(Stored items)

//! Persistence ports for subscriptions and plans.
//!
//! Webhook delivery is at-least-once and concurrent, so every mutating
//! operation here is a single atomic update scoped to one subscription row,
//! never read-modify-write. Renewal takes the expected current period end
//! as a compare-and-set guard; usage recording is an atomic check-and-append
//! per (subscription, feature).

use async_trait::async_trait;

use crate::domain::foundation::{DomainError, PlanId, SubscriberRef, SubscriptionId, Timestamp};
use crate::domain::plan::Plan;
use crate::domain::subscription::{Subscription, SubscriptionTransaction};
use crate::domain::Gateway;

/// Result of a compare-and-set renewal.
#[derive(Debug, Clone, PartialEq)]
pub enum RenewalOutcome {
    /// The period advanced and the renewal counter incremented.
    Applied(Subscription),

    /// The row's period end no longer matched the expectation: another
    /// delivery of the same renewal already applied it. Carries current
    /// state so duplicate deliveries converge without a second mutation.
    AlreadyApplied(Subscription),
}

/// Result of an atomic usage check-and-append.
#[derive(Debug, Clone, Copy, PartialEq, Eq)]
pub enum UsageOutcome {
    /// The record was appended; carries the new period total.
    Recorded { total_used: u64 },

    /// The quota would have been exceeded; nothing was appended. Carries
    /// the remaining allowance.
    Rejected { remaining: u64 },
}

/// Port for durable subscription state with atomic per-row mutations.
#[async_trait]
pub trait SubscriptionStore: Send + Sync {
    /// Inserts a new subscription.
    ///
    /// Fails with `DUPLICATE_SUBSCRIPTION` when a record already exists for
    /// the same (subscriber, gateway, gateway_id).
    async fn insert(&self, subscription: Subscription) -> Result<(), DomainError>;

    async fn get(&self, id: SubscriptionId) -> Result<Option<Subscription>, DomainError>;

    /// Looks up a subscription by the provider's own id.
    async fn find_by_gateway_id(
        &self,
        gateway: Gateway,
        gateway_id: &str,
    ) -> Result<Option<Subscription>, DomainError>;

    async fn list_for_subscriber(
        &self,
        subscriber: &SubscriberRef,
    ) -> Result<Vec<Subscription>, DomainError>;

    /// Removes a subscription together with its transactions and usage.
    /// Rolls back a creation whose gateway confirmation failed.
    async fn delete(&self, id: SubscriptionId) -> Result<(), DomainError>;

    /// Marks a subscription confirmed by its gateway: assigns the provider
    /// id and response, sets the paid period end, in one update.
    async fn confirm(
        &self,
        id: SubscriptionId,
        gateway_id: Option<String>,
        ends_at: Option<Timestamp>,
        grace_days: u32,
        gateway_response: Option<serde_json::Value>,
    ) -> Result<Subscription, DomainError>;

    /// Advances the paid period, guarded by the expected current period end.
    ///
    /// When the stored `ends_at` does not match `expected_ends_at` the
    /// renewal was already applied by a concurrent delivery; the store
    /// returns `AlreadyApplied` and changes nothing.
    async fn advance_period(
        &self,
        id: SubscriptionId,
        expected_ends_at: Option<Timestamp>,
        new_ends_at: Timestamp,
        grace_days: u32,
    ) -> Result<RenewalOutcome, DomainError>;

    /// Applies a cancel. Idempotent: an already-canceled row is returned
    /// unchanged.
    async fn cancel(
        &self,
        id: SubscriptionId,
        immediate: bool,
    ) -> Result<Subscription, DomainError>;

    /// Clears a pending cancellation. No-op when not canceled.
    async fn resume(&self, id: SubscriptionId) -> Result<Subscription, DomainError>;

    /// Reassigns the plan and deletes all usage records in one atomic
    /// operation. Quota resets on plan change by policy.
    async fn swap_plan(
        &self,
        id: SubscriptionId,
        new_plan_id: PlanId,
    ) -> Result<Subscription, DomainError>;

    /// Appends an immutable transaction record.
    async fn record_transaction(
        &self,
        transaction: SubscriptionTransaction,
    ) -> Result<(), DomainError>;

    async fn transactions_for(
        &self,
        id: SubscriptionId,
    ) -> Result<Vec<SubscriptionTransaction>, DomainError>;

    /// Atomically checks the quota and appends a usage record.
    ///
    /// `quota` of `None` means the feature is unmetered for the plan; the
    /// record is always appended.
    async fn try_record_usage(
        &self,
        id: SubscriptionId,
        feature_slug: &str,
        quantity: u64,
        quota: Option<u64>,
    ) -> Result<UsageOutcome, DomainError>;

    /// Summed usage for one feature on one subscription.
    async fn used_for_feature(
        &self,
        id: SubscriptionId,
        feature_slug: &str,
    ) -> Result<u64, DomainError>;

    /// Subscriptions whose period end has passed and that are not canceled,
    /// for the renewal sweep.
    async fn due_for_renewal(&self, limit: u32) -> Result<Vec<Subscription>, DomainError>;
}

/// Port for plan lookup. Pure reads; plan CRUD lives outside the core.
#[async_trait]
pub trait PlanCatalog: Send + Sync {
    async fn get(&self, id: PlanId) -> Result<Option<Plan>, DomainError>;

    async fn find_by_slug(&self, slug: &str) -> Result<Option<Plan>, DomainError>;

    /// Matches a plan by any of its provider-side identifiers on one
    /// gateway (plan id, offer id, product id).
    async fn find_by_provider_id(
        &self,
        gateway: Gateway,
        provider_id: &str,
    ) -> Result<Option<Plan>, DomainError>;
}

#[cfg(test)]
mod tests {
    use super::*;

    #[allow(dead_code)]
    fn assert_object_safe(_: &dyn SubscriptionStore, _: &dyn PlanCatalog) {}
}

> Exercise instructions
Transcribe only, please, the lines from the first line of the records through the line with "use crate::domain::plan::Plan;". Both of those lines are included.

> Answer for the task
//! Persistence ports for subscriptions and plans.
//!
//! Webhook delivery is at-least-once and concurrent, so every mutating
//! operation here is a single atomic update scoped to one subscription row,
//! never read-modify-write. Renewal takes the expected current period end
//! as a compare-and-set guard; usage recording is an atomic check-and-append
//! per (subscription, feature).

use async_trait::async_trait;

use crate::domain::foundation::{DomainError, PlanId, SubscriberRef, SubscriptionId, Timestamp};
use crate::domain::plan::Plan;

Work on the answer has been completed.